By the end of 2015, four years after its founding, The Kitchen Community had built 260 Learning Gardens across Chicago, Denver, Los Angeles and Memphis. In 2016, Musk co-founded Square Roots, an urban farming company that grows organic food in shipping containers. The company formed a partnership with Gordon Food Services (GFS) to expand outside of NYC. In January 2018, The Kitchen Community (TKC), expanded into a national nonprofit called Big Green and announced its seventh city, Detroit, to build outdoor Learning Garden classrooms in 100 schools across the Motor City. As of 2019, Big Green is in seven American cities with nearly 600 schools across its network impacting over 300,000 students every day. Musk and Big Green have established Plant a Seed Day, an international holiday.

====The Family Fund====
Kimbal Musk's restaurant group collected funds (called the Family Fund) from employees to cover hardships and personal emergencies, but during the coronavirus pandemic of 2020, the restaurants closed "permanently" and the employees were locked out of the funds they had contributed to. Later, the restaurants reopened but reportedly did not restore the fund to those who contributed. Musk later disputed reports of the controversy, citing lack of facts by journalists. The Kitchen Restaurant Group reports the fund now receives contributions from owners and customers; as tips for take-out orders are rerouted to the fund and then matched by the owners. The group also reports that grants have been awarded and both furloughed and laid-off workers will be considered in future.

==Personal life==
Musk married Jen Lewin, with whom he established The Kitchen. The couple had two children together. They later divorced. He lives in Boulder, Colorado. In April 2018, he married Christiana Wyly, an environmental activist and the daughter of ex-billionaire Sam Wyly. Musk also has a daughter from another relationship. One of his children is transgender.

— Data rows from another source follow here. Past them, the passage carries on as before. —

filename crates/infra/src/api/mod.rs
//! Kompete backend API
//!
//! HTTP adapters for the report ports defined in `kompete-core`.
//!
//! # Architecture
//!
//! - Uses [`crate::http::HttpClient`] (no direct reqwest calls)
//! - Tenant and caller identity headers from the shared [`SessionStore`]
//! - A 401 anywhere signs the session out before the error propagates
//! - No retries: the status poller and the user decide when to ask again

pub mod client;
pub mod errors;
pub mod reports;
pub mod session;

pub use client::{ApiClient, ApiClientBuilder, ApiClientConfig};
pub use errors::{ApiError, ApiErrorCategory};
pub use reports::HttpReportBackend;
pub use session::{Session, SessionEvent, SessionStore};
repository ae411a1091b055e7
//! Configuration loading and management
//!
//! This module provides utilities for loading application configuration
//! from environment variables and files.

pub mod loader;

// Re-export commonly used items
pub use loader::{load, load_from_env, load_from_file, probe_config_paths};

In February 2010 Musk broke his neck while inner tubing, resulting in temporary paralysis that lasted for three days until it was resolved with surgery.

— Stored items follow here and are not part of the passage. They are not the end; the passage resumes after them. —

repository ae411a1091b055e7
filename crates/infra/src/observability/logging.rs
//! Global `tracing` subscriber

use kompete_domain::{KompeteError, LoggingConfig, Result};
use tracing_subscriber::layer::SubscriberExt;
use tracing_subscriber::util::SubscriberInitExt;
use tracing_subscriber::{fmt, EnvFilter};

/// Filter built from a directive such as `info` or `kompete_core=debug,info`.
///
/// # Errors
/// Returns `KompeteError::Config` when the directive does not parse.
pub fn build_filter(directive: &str) -> Result<EnvFilter> {
    EnvFilter::try_new(directive)
        .map_err(|e| KompeteError::Config(format!("Invalid log filter '{}': {}", directive, e)))
}

/// Install the global subscriber.
///
/// `RUST_LOG`, when set, takes precedence over `config.level`. Output is
/// plain text, or one JSON object per line when `config.json` is set.
///
/// # Errors
/// Returns `KompeteError::Config` for an invalid filter, or when a global
/// subscriber is already installed.
pub fn init_tracing(config: &LoggingConfig) -> Result<()> {
    let filter = match EnvFilter::try_from_default_env() {
        Ok(filter) => filter,
        Err(_) => build_filter(&config.level)?,
    };

    let (json, plain) = if config.json {
        (Some(fmt::layer().json().with_target(true).with_current_span(true)), None)
    } else {
        (None, Some(fmt::layer().with_target(true)))
    };

    tracing_subscriber::registry()
        .with(filter)
        .with(json)
        .with(plain)
        .try_init()
        .map_err(|e| KompeteError::Config(format!("Failed to install tracing subscriber: {}", e)))?;

    tracing::debug!(level = %config.level, json = config.json, "tracing initialised");
    Ok(())
}

#[cfg(test)]
mod tests {
    use super::*;

    #[test]
    fn accepts_per_crate_directives() {
        assert!(build_filter("info").is_ok());
        assert!(build_filter("kompete_core=debug,kompete_infra=trace,warn").is_ok());
    }

    #[test]
    fn rejects_malformed_directive() {
        let err = build_filter("kompete_core=loud").unwrap_err();
        assert!(matches!(err, KompeteError::Config(_)));
    }
}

Musk was named a Global Social Entrepreneur of the Year 2018 by the World Economic Forum.

===Jeffrey Epstein connection===

Musk was reported to have dated a woman in Jeffrey Epstein's inner circle, who was the ex-girlfriend of the deceased financier and sex offender. Musk was allegedly set up with the woman by Epstein in an attempt to build a connection with the Musk family. Musk first began socializing with Epstein in 2012, years after Epstein's 2008 conviction. He would later be invited to Epstein's private island in 2013, although there are no records that Musk visited the island. According to documents released by the U.S. Department of Justice as part of the Epstein files investigation, Musk is referenced more than 140 times in emails exchanged between Jeffrey Epstein, his associates, and Musk himself.

Following criticism from artists and attendees of Burning Man over Musk's ties to Epstein, Musk resigned from his board role with the Burning Man Project, a position he had held since 2021.